Exercise data START

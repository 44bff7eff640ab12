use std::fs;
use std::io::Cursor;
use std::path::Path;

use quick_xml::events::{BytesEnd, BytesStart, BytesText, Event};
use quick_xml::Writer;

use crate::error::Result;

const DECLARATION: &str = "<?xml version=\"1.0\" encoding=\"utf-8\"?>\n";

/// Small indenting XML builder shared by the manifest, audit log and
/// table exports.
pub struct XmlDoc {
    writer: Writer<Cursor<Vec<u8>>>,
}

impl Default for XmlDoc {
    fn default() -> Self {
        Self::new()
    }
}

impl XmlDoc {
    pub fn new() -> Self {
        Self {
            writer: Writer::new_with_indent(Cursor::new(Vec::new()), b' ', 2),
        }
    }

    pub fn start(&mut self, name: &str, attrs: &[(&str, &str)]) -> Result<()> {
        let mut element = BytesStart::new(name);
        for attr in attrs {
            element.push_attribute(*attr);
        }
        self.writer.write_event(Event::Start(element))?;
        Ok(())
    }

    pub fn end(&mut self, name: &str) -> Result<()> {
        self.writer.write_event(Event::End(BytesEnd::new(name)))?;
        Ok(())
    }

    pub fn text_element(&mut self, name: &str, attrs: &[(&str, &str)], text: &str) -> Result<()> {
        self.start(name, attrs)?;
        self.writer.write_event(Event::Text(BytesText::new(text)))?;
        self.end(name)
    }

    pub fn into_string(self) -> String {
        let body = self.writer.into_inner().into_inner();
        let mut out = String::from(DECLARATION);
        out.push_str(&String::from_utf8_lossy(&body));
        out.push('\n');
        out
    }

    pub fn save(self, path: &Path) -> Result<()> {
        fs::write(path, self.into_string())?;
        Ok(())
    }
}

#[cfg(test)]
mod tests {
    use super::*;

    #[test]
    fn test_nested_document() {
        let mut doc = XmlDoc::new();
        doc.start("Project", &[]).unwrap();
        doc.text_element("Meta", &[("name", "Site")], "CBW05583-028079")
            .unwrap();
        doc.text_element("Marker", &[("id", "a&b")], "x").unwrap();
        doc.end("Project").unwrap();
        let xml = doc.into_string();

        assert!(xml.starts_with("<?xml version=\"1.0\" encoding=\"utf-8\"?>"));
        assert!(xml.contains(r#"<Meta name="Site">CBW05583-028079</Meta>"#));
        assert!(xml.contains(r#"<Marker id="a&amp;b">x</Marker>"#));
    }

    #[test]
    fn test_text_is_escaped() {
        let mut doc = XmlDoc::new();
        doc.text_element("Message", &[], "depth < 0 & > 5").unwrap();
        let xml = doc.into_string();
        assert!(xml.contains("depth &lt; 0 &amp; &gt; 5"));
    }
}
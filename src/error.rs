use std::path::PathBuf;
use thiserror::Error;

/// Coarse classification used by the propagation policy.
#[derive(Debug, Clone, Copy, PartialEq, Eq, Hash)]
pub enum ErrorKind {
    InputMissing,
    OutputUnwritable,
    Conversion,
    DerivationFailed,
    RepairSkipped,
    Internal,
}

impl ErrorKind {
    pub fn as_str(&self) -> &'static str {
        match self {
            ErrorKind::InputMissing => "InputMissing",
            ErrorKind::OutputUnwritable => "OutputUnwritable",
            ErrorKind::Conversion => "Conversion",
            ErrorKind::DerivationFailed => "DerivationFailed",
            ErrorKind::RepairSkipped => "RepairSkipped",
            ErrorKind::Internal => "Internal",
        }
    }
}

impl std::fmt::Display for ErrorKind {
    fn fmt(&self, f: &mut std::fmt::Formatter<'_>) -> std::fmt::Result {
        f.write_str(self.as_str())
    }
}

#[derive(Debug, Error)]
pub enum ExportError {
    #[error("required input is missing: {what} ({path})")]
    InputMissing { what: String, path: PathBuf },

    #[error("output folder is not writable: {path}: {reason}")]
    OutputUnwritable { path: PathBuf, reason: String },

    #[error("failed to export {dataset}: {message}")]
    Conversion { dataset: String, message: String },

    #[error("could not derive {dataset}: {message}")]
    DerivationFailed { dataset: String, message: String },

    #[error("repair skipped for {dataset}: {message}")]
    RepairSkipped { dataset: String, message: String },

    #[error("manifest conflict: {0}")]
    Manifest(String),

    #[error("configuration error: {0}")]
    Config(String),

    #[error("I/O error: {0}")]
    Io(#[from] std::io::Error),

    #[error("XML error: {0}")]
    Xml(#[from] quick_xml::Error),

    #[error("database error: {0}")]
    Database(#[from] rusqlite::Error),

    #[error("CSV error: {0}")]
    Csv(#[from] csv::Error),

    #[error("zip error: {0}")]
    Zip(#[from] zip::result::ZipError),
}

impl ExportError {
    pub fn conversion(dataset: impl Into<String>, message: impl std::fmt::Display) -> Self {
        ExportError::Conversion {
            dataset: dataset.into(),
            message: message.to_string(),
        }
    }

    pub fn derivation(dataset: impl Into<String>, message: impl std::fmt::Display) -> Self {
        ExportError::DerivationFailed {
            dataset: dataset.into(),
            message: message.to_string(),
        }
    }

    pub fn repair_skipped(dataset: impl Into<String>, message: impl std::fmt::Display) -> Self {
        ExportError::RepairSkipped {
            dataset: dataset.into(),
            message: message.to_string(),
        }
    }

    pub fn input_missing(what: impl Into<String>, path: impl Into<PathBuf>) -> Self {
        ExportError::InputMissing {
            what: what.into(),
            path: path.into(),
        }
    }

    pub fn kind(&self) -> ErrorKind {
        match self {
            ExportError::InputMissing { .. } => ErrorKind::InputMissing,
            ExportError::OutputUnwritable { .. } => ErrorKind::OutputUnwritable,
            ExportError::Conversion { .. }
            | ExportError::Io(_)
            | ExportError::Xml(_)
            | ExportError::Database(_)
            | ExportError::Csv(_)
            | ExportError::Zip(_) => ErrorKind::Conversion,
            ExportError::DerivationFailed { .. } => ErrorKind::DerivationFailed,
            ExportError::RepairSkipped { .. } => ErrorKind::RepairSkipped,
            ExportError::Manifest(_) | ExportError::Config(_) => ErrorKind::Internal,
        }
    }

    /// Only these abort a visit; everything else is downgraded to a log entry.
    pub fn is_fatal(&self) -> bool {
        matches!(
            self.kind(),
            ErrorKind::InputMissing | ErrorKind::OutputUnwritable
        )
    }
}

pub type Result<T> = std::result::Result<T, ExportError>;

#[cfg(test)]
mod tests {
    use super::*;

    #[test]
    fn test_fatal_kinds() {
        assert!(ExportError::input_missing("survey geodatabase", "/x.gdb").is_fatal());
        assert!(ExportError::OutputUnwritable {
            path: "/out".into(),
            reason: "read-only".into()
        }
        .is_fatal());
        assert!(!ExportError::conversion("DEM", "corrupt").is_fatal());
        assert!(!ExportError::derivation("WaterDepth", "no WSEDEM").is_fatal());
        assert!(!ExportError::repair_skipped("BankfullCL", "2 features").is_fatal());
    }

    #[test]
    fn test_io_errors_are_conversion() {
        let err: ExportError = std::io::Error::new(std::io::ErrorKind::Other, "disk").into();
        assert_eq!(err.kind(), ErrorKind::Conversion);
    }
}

Exercise data END

Assignment:
The answer should be all the entries, restated with no word changed.

Answer to the exercise:
repository 44bff7eff640ab12
use std::fs;
use std::io::Cursor;
use std::path::Path;

use quick_xml::events::{BytesEnd, BytesStart, BytesText, Event};
use quick_xml::Writer;

use crate::error::Result;

const DECLARATION: &str = "<?xml version=\"1.0\" encoding=\"utf-8\"?>\n";

/// Small indenting XML builder shared by the manifest, audit log and
/// table exports.
pub struct XmlDoc {
    writer: Writer<Cursor<Vec<u8>>>,
}

impl Default for XmlDoc {
    fn default() -> Self {
        Self::new()
    }
}

impl XmlDoc {
    pub fn new() -> Self {
        Self {
            writer: Writer::new_with_indent(Cursor::new(Vec::new()), b' ', 2),
        }
    }

    pub fn start(&mut self, name: &str, attrs: &[(&str, &str)]) -> Result<()> {
        let mut element = BytesStart::new(name);
        for attr in attrs {
            element.push_attribute(*attr);
        }
        self.writer.write_event(Event::Start(element))?;
        Ok(())
    }

    pub fn end(&mut self, name: &str) -> Result<()> {
        self.writer.write_event(Event::End(BytesEnd::new(name)))?;
        Ok(())
    }

    pub fn text_element(&mut self, name: &str, attrs: &[(&str, &str)], text: &str) -> Result<()> {
        self.start(name, attrs)?;
        self.writer.write_event(Event::Text(BytesText::new(text)))?;
        self.end(name)
    }

    pub fn into_string(self) -> String {
        let body = self.writer.into_inner().into_inner();
        let mut out = String::from(DECLARATION);
        out.push_str(&String::from_utf8_lossy(&body));
        out.push('\n');
        out
    }

    pub fn save(self, path: &Path) -> Result<()> {
        fs::write(path, self.into_string())?;
        Ok(())
    }
}

#[cfg(test)]
mod tests {
    use super::*;

    #[test]
    fn test_nested_document() {
        let mut doc = XmlDoc::new();
        doc.start("Project", &[]).unwrap();
        doc.text_element("Meta", &[("name", "Site")], "CBW05583-028079")
            .unwrap();
        doc.text_element("Marker", &[("id", "a&b")], "x").unwrap();
        doc.end("Project").unwrap();
        let xml = doc.into_string();

        assert!(xml.starts_with("<?xml version=\"1.0\" encoding=\"utf-8\"?>"));
        assert!(xml.contains(r#"<Meta name="Site">CBW05583-028079</Meta>"#));
        assert!(xml.contains(r#"<Marker id="a&amp;b">x</Marker>"#));
    }

    #[test]
    fn test_text_is_escaped() {
        let mut doc = XmlDoc::new();
        doc.text_element("Message", &[], "depth < 0 & > 5").unwrap();
        let xml = doc.into_string();
        assert!(xml.contains("depth &lt; 0 &amp; &gt; 5"));
    }
}
filename src/error.rs
use std::path::PathBuf;
use thiserror::Error;

/// Coarse classification used by the propagation policy.
#[derive(Debug, Clone, Copy, PartialEq, Eq, Hash)]
pub enum ErrorKind {
    InputMissing,
    OutputUnwritable,
    Conversion,
    DerivationFailed,
    RepairSkipped,
    Internal,
}

impl ErrorKind {
    pub fn as_str(&self) -> &'static str {
        match self {
            ErrorKind::InputMissing => "InputMissing",
            ErrorKind::OutputUnwritable => "OutputUnwritable",
            ErrorKind::Conversion => "Conversion",
            ErrorKind::DerivationFailed => "DerivationFailed",
            ErrorKind::RepairSkipped => "RepairSkipped",
            ErrorKind::Internal => "Internal",
        }
    }
}

impl std::fmt::Display for ErrorKind {
    fn fmt(&self, f: &mut std::fmt::Formatter<'_>) -> std::fmt::Result {
        f.write_str(self.as_str())
    }
}

#[derive(Debug, Error)]
pub enum ExportError {
    #[error("required input is missing: {what} ({path})")]
    InputMissing { what: String, path: PathBuf },

    #[error("output folder is not writable: {path}: {reason}")]
    OutputUnwritable { path: PathBuf, reason: String },

    #[error("failed to export {dataset}: {message}")]
    Conversion { dataset: String, message: String },

    #[error("could not derive {dataset}: {message}")]
    DerivationFailed { dataset: String, message: String },

    #[error("repair skipped for {dataset}: {message}")]
    RepairSkipped { dataset: String, message: String },

    #[error("manifest conflict: {0}")]
    Manifest(String),

    #[error("configuration error: {0}")]
    Config(String),

    #[error("I/O error: {0}")]
    Io(#[from] std::io::Error),

    #[error("XML error: {0}")]
    Xml(#[from] quick_xml::Error),

    #[error("database error: {0}")]
    Database(#[from] rusqlite::Error),

    #[error("CSV error: {0}")]
    Csv(#[from] csv::Error),

    #[error("zip error: {0}")]
    Zip(#[from] zip::result::ZipError),
}

impl ExportError {
    pub fn conversion(dataset: impl Into<String>, message: impl std::fmt::Display) -> Self {
        ExportError::Conversion {
            dataset: dataset.into(),
            message: message.to_string(),
        }
    }

    pub fn derivation(dataset: impl Into<String>, message: impl std::fmt::Display) -> Self {
        ExportError::DerivationFailed {
            dataset: dataset.into(),
            message: message.to_string(),
        }
    }

    pub fn repair_skipped(dataset: impl Into<String>, message: impl std::fmt::Display) -> Self {
        ExportError::RepairSkipped {
            dataset: dataset.into(),
            message: message.to_string(),
        }
    }

    pub fn input_missing(what: impl Into<String>, path: impl Into<PathBuf>) -> Self {
        ExportError::InputMissing {
            what: what.into(),
            path: path.into(),
        }
    }

    pub fn kind(&self) -> ErrorKind {
        match self {
            ExportError::InputMissing { .. } => ErrorKind::InputMissing,
            ExportError::OutputUnwritable { .. } => ErrorKind::OutputUnwritable,
            ExportError::Conversion { .. }
            | ExportError::Io(_)
            | ExportError::Xml(_)
            | ExportError::Database(_)
            | ExportError::Csv(_)
            | ExportError::Zip(_) => ErrorKind::Conversion,
            ExportError::DerivationFailed { .. } => ErrorKind::DerivationFailed,
            ExportError::RepairSkipped { .. } => ErrorKind::RepairSkipped,
            ExportError::Manifest(_) | ExportError::Config(_) => ErrorKind::Internal,
        }
    }

    /// Only these abort a visit; everything else is downgraded to a log entry.
    pub fn is_fatal(&self) -> bool {
        matches!(
            self.kind(),
            ErrorKind::InputMissing | ErrorKind::OutputUnwritable
        )
    }
}

pub type Result<T> = std::result::Result<T, ExportError>;

#[cfg(test)]
mod tests {
    use super::*;

    #[test]
    fn test_fatal_kinds() {
        assert!(ExportError::input_missing("survey geodatabase", "/x.gdb").is_fatal());
        assert!(ExportError::OutputUnwritable {
            path: "/out".into(),
            reason: "read-only".into()
        }
        .is_fatal());
        assert!(!ExportError::conversion("DEM", "corrupt").is_fatal());
        assert!(!ExportError::derivation("WaterDepth", "no WSEDEM").is_fatal());
        assert!(!ExportError::repair_skipped("BankfullCL", "2 features").is_fatal());
    }

    #[test]
    fn test_io_errors_are_conversion() {
        let err: ExportError = std::io::Error::new(std::io::ErrorKind::Other, "disk").into();
        assert_eq!(err.kind(), ErrorKind::Conversion);
    }
}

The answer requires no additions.